(Collected data)
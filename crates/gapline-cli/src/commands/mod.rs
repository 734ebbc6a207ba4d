//! CLI command implementations.

use std::path::Path;

use anyhow::{Context, Result, bail};
use gapline_config::GaplineConfig;
use gapline_storage::Stores;

pub mod config;
pub mod paths;
pub mod peers;
pub mod state;
pub mod version;

/// Loads the configuration of `project`.
pub fn load_config(project: &Path) -> Result<GaplineConfig> {
    GaplineConfig::load_from_dir(project).context("Failed to load configuration")
}

/// Opens the stores of the configured account's existing session.
///
/// Inspection never creates a session directory, so a missing one is an
/// error.
pub fn open_session(project: &Path) -> Result<Stores> {
    let config = load_config(project)?;
    if config.client.phone.trim().is_empty() {
        bail!("No phone configured. Set TG_PHONE or client.phone in gapline.toml.");
    }

    let dir = config.session_dir();
    if !dir.is_dir() {
        bail!("No session found at {}", dir.display());
    }
    Stores::open(&dir).with_context(|| format!("Failed to open session at {}", dir.display()))
}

TASK BRIEF.
From the first line to the last, copy the data exactly.

EXERCISE ANSWER.
filename crates/gapline-cli/src/commands/mod.rs
repository 734ebbc6a207ba4d
//! CLI command implementations.

use std::path::Path;

use anyhow::{Context, Result, bail};
use gapline_config::GaplineConfig;
use gapline_storage::Stores;

pub mod config;
pub mod paths;
pub mod peers;
pub mod state;
pub mod version;

/// Loads the configuration of `project`.
pub fn load_config(project: &Path) -> Result<GaplineConfig> {
    GaplineConfig::load_from_dir(project).context("Failed to load configuration")
}

/// Opens the stores of the configured account's existing session.
///
/// Inspection never creates a session directory, so a missing one is an
/// error.
pub fn open_session(project: &Path) -> Result<Stores> {
    let config = load_config(project)?;
    if config.client.phone.trim().is_empty() {
        bail!("No phone configured. Set TG_PHONE or client.phone in gapline.toml.");
    }

    let dir = config.session_dir();
    if !dir.is_dir() {
        bail!("No session found at {}", dir.display());
    }
    Stores::open(&dir).with_context(|| format!("Failed to open session at {}", dir.display()))
}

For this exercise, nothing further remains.